Conversely, the Gulf Bend Center, a mental health and intellectual and developmental disabilities facility, found that many of its patients had comorbid conditions such as diabetes, congestive heart failure, or obesity and needed medical care.

Creating a partnership across multiple organizations

The two facilities began working together after Texas implemented a Medicaid 1115 waiver. This transformational waiver encourages facilities to begin integrating services in an effort to provide patients with higher-quality, more efficient care. In turn, healthcare organizations would receive financial incentives.

Since one of the areas of emphasis in the waiver is behavioral health, Citizens Medical Center and Gulf Bend Center began discussing how to best utilize waiver funds in order to improve patient care overall.

The Gulf Bend Center is one of 39 mental health centers covering the state, and one of only a handful that has built projects for patients with comorbid conditions rather than remaining siloed into providing only mental health services. This placed it in an ideal position to develop a cooperative relationship with the hospital.

“Once a dialogue began, we realized we had a great opportunity to work together to provide a valuable service to the patients and the community, and in the process, both organizations would spend less money and better utilize the waiver funds,” Thames said.

“The hospital needs to prevent readmissions, unnecessary admissions, and reduce the burden on the emergency room; the Gulf Bend Center needs to get patients in for treatment,” David Way, associate executive director and corporate integrity officer at Gulf Bend Center, said. “We are serving the same person, and coming together to treat the whole patient in the end rewards the patient, the agencies involved, and our organizations, which have more funds to reinvest into services.”

To help bridge the gap Thames mentioned, Gulf Bend Center was awarded a grant from the Texas Department of State Health Services and a matching local in-kind grant from Citizens Medical Center that allowed it to create an outpatient extended observation unit at Citizens for patients who fail to qualify for inpatient care, yet need evaluation, intense counseling, or medication review.

Patients can be referred from the emergency department, acute care, or a mental health clinic and can stay 12 to 48 hours.
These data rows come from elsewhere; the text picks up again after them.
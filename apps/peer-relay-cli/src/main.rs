mod logging;

use std::collections::BTreeMap;
use std::path::PathBuf;
use std::sync::Arc;
use std::time::Duration;

use anyhow::{Context, Result, bail};
use bytes::Bytes;
use clap::Parser;
use peer_relay::{
    ConnectOptions, DomainKey, HttpRelay, PeerIdentity, RelayConfig, RelayEvent, RelayRegistry,
    WebRtcPeerConfig, WebRtcPeerFactory,
};
use tokio::io::{AsyncBufReadExt, AsyncWriteExt, BufReader};
use tracing::{info, warn};

use crate::logging::{LogConfig, LogLevel};

/// Grace period for queued disconnect signals to reach the relay on exit.
const SHUTDOWN_GRACE: Duration = Duration::from_millis(250);

#[derive(Parser, Debug)]
#[command(name = "peer-relay", about = "Negotiate peer data channels through a signaling relay")]
struct Cli {
    /// Relay provider base URL
    #[arg(long, env = "PEER_RELAY_PROVIDER", default_value = "http://127.0.0.1:8080")]
    provider: String,

    /// Application name to join the relay as
    #[arg(long, env = "PEER_RELAY_APP", default_value = "localhost")]
    app: String,

    /// Access token in `<user>:<secret>` form
    #[arg(long, env = "PEER_RELAY_TOKEN", hide_env_values = true)]
    token: String,

    /// Peer to call on startup, as `user` or `user@app` (repeatable)
    #[arg(long = "connect", value_name = "USER[@APP]")]
    connect: Vec<String>,

    /// Delay before resending a signal the relay could not deliver
    #[arg(long, env = "PEER_RELAY_RETRY_MS")]
    retry_ms: Option<u64>,

    /// Give up on a negotiation after this long (0 disables)
    #[arg(long, env = "PEER_RELAY_NEGOTIATION_TIMEOUT_MS")]
    negotiation_timeout_ms: Option<u64>,

    #[arg(long, value_enum, default_value_t = LogLevel::Warn)]
    log_level: LogLevel,

    /// Write logs to a file instead of stderr
    #[arg(long)]
    log_file: Option<PathBuf>,
}

impl Cli {
    fn relay_config(&self) -> Result<RelayConfig> {
        let mut config = RelayConfig::new(&self.provider, self.app.clone())?;
        if let Some(ms) = self.retry_ms {
            config = config.with_retry_delay(Duration::from_millis(ms));
        }
        if let Some(ms) = self.negotiation_timeout_ms {
            config = config.with_negotiation_timeout((ms > 0).then(|| Duration::from_millis(ms)));
        }
        Ok(config)
    }
}

fn parse_peer(target: &str, default_app: &str) -> Result<PeerIdentity> {
    let peer = match target.split_once('@') {
        Some((user, app)) => PeerIdentity::new(user, app),
        None => PeerIdentity::new(target, default_app),
    };
    peer.validate()
        .with_context(|| format!("invalid peer `{target}`"))?;
    Ok(peer)
}

#[tokio::main]
async fn main() -> Result<()> {
    let cli = Cli::parse();
    logging::init(&LogConfig {
        level: cli.log_level,
        file: cli.log_file.clone(),
    })?;

    let config = cli.relay_config()?;
    let relay = Arc::new(HttpRelay::new(config.provider.clone()));
    let peers = Arc::new(WebRtcPeerFactory::new(WebRtcPeerConfig::from_env())?);
    let mut registry = RelayRegistry::new(config, relay, peers);
    let Some(mut events) = registry.take_events() else {
        bail!("registry event receiver unavailable");
    };

    registry
        .set_access_token(Some(&cli.token))
        .await
        .context("rejected access token")?;
    for target in &cli.connect {
        let peer = parse_peer(target, &cli.app)?;
        let key = registry.connect(peer, ConnectOptions::default()).await?;
        info!(domain = %key, "calling peer");
    }

    let mut connected: BTreeMap<DomainKey, String> = BTreeMap::new();
    let mut stdin = BufReader::new(tokio::io::stdin()).lines();
    let mut stdin_open = true;
    let mut stdout = tokio::io::stdout();
    let shutdown = tokio::signal::ctrl_c();
    tokio::pin!(shutdown);

    loop {
        tokio::select! {
            _ = &mut shutdown => {
                info!("interrupt received; shutting down");
                break;
            }
            input = registry.next_input() => match input {
                Some(input) => registry.handle(input).await,
                None => break,
            },
            Some(event) = events.recv() => {
                report(event, &mut connected, &mut stdout).await?;
            }
            line = stdin.next_line(), if stdin_open => match line? {
                Some(line) => broadcast(&mut registry, &connected, line).await,
                None => stdin_open = false,
            },
        }
    }

    registry.shutdown().await;
    tokio::time::sleep(SHUTDOWN_GRACE).await;
    Ok(())
}

async fn report(
    event: RelayEvent,
    connected: &mut BTreeMap<DomainKey, String>,
    stdout: &mut tokio::io::Stdout,
) -> Result<()> {
    match event {
        RelayEvent::AccessGranted { user_id } => info!(user_id = %user_id, "relay access granted"),
        RelayEvent::AccessDenied => warn!("relay access denied"),
        RelayEvent::Connected(peer) => {
            eprintln!("* connected to {}@{}", peer.user, peer.application);
            connected.insert(peer.domain, format!("{}@{}", peer.user, peer.application));
        }
        RelayEvent::Disconnected(peer) => {
            if connected.remove(&peer.domain).is_some() {
                eprintln!("* disconnected from {}@{}", peer.user, peer.application);
            }
        }
        RelayEvent::Error { peer, error } => match peer {
            Some(peer) => warn!(domain = %peer.domain, error = %error, "peer error"),
            None => warn!(error = %error, "relay error"),
        },
        RelayEvent::Message { peer, data } => {
            let line = format!(
                "[{}@{}] {}\n",
                peer.user,
                peer.application,
                String::from_utf8_lossy(&data)
            );
            stdout.write_all(line.as_bytes()).await?;
            stdout.flush().await?;
        }
    }
    Ok(())
}

async fn broadcast(registry: &mut RelayRegistry, connected: &BTreeMap<DomainKey, String>, line: String) {
    if connected.is_empty() {
        eprintln!("* no connected peers");
        return;
    }
    let data = Bytes::from(line);
    for (key, name) in connected {
        if let Err(err) = registry.send(key, data.clone()).await {
            warn!(peer = %name, error = %err, "failed to send line");
        }
    }
}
Citizens Medical Center’s matching funds cover lease space and nursing services. The hospital’s on-site behavioral health consultation group provides discharge planning and assists Gulf Bend’s qualified professionals with evaluation.
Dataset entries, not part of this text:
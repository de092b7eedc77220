use async_trait::async_trait;
use futures::stream::BoxStream;
use thiserror::Error;

use crate::error::{RelayError, RelayResult};
use crate::identity::AccessSession;
use crate::signal::{InboundSignal, RelayEnvelope};

/// Status the relay returns when the destination peer has no live subscription yet.
pub const PEER_UNREACHABLE: u16 = 504;

#[derive(Debug, Clone, Error, PartialEq, Eq)]
#[error("relay send failed with status {status}: {reason}")]
pub struct SendFailure {
    pub status: u16,
    pub reason: String,
}

impl SendFailure {
    pub fn new(status: u16, reason: impl Into<String>) -> Self {
        Self {
            status,
            reason: reason.into(),
        }
    }

    pub fn is_transient(&self) -> bool {
        self.status == PEER_UNREACHABLE
    }
}

impl From<SendFailure> for RelayError {
    fn from(failure: SendFailure) -> Self {
        if failure.is_transient() {
            RelayError::TransportTransient {
                status: failure.status,
            }
        } else {
            RelayError::TransportFatal {
                status: failure.status,
                reason: failure.reason,
            }
        }
    }
}

pub type InboundStream = BoxStream<'static, RelayResult<InboundSignal>>;

#[async_trait]
pub trait RelayTransport: Send + Sync {
    /// Called whenever the registry's access session changes.
    fn authorize(&self, _session: Option<&AccessSession>) {}

    async fn send(&self, envelope: RelayEnvelope) -> Result<(), SendFailure>;

    /// Opens the long-lived inbound stream for the authorized user.
    async fn subscribe(&self, user_id: &str) -> RelayResult<InboundStream>;
}
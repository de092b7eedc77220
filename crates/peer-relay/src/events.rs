use bytes::Bytes;

use crate::error::RelayError;
use crate::identity::{DomainKey, PeerIdentity};

/// Identifies the bridge an event came from.
#[derive(Debug, Clone, PartialEq, Eq)]
pub struct PeerSummary {
    pub user: String,
    pub application: String,
    pub domain: DomainKey,
}

impl PeerSummary {
    pub fn new(peer: &PeerIdentity, domain: &DomainKey) -> Self {
        Self {
            user: peer.user.clone(),
            application: peer.application.clone(),
            domain: domain.clone(),
        }
    }
}

/// Everything the registry reports to the layer above it.
#[derive(Debug, Clone, PartialEq, Eq)]
pub enum RelayEvent {
    AccessGranted { user_id: String },
    AccessDenied,
    Connected(PeerSummary),
    Disconnected(PeerSummary),
    Error {
        peer: Option<PeerSummary>,
        error: RelayError,
    },
    /// Bytes received on a connected channel.
    Message { peer: PeerSummary, data: Bytes },
}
“The patient wins because they now receive the appropriate level of care in the least restrictive setting,” Way said. “Being in the hospital also helps us reach patients at the moment they need us most. If they leave the hospital without an evaluation, we are more likely to lose them.”
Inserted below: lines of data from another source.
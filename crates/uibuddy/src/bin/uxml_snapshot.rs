//! Prints the widget tree built from a UXML file as JSON.
//!
//! Usage: `uxml_snapshot <file.uxml>`. Warnings go to the tracing subscriber
//! (`RUST_LOG=warn`); configuration comes from `uibuddy.toml` and `UIBUDDY_*`.

use anyhow::{Context, Result, bail};
use tracing_subscriber::EnvFilter;
use uibuddy::{UiBuddyConfig, UiBuilder};

fn main() -> Result<()> {
    tracing_subscriber::fmt()
        .with_env_filter(EnvFilter::from_default_env())
        .with_writer(std::io::stderr)
        .init();

    let Some(path) = std::env::args().nth(1) else {
        bail!("usage: uxml_snapshot <file.uxml>");
    };

    let config = UiBuddyConfig::load();
    tracing::debug!(?config, "loaded configuration");

    let root = UiBuilder::with_config(config).build_file(&path)?;
    let json = serde_json::to_string_pretty(&root).context("failed to serialize widget tree")?;
    println!("{json}");
    Ok(())
}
Although the hospital and Gulf Bend are the primary parties involved, this venture has helped local law enforcement, EMTs, and hospital providers and staff to successfully treat those in a mental health crisis. Law enforcement officers can now bring these patients directly to the extended observation unit, which alleviates the burden on the emergency department. Gulf Bend may also send a professional to the officer’s location to triage the patient.

Developing systems to function in a changing healthcare industry

The advancements made in behavioral healthcare are just one of the ways in which Citizens Medical Center is changing the way care is delivered even as it embraces the true meaning of healthcare reform.

Citizens is developing an accountable care organization model and moving toward becoming a patient-centered medical home. The organization has pulled together the resources of 12 nursing homes, home health providers, a retail pharmacy, durable medical equipment, Gulf Bend, and others to coordinate care, manage dollars, and avoid waste in redundant administrative fees. These alliances will help the organization improve operations in a pay-for-performance world.

Thames and Way strongly believe that integrating services and streamlining the continuum of care is implementing the true intent of the Affordable Care Act and represents the best practice going forward.

“You cannot bring about change by reworking what we’ve been doing,” Way said. “There has to be a paradigm shift.”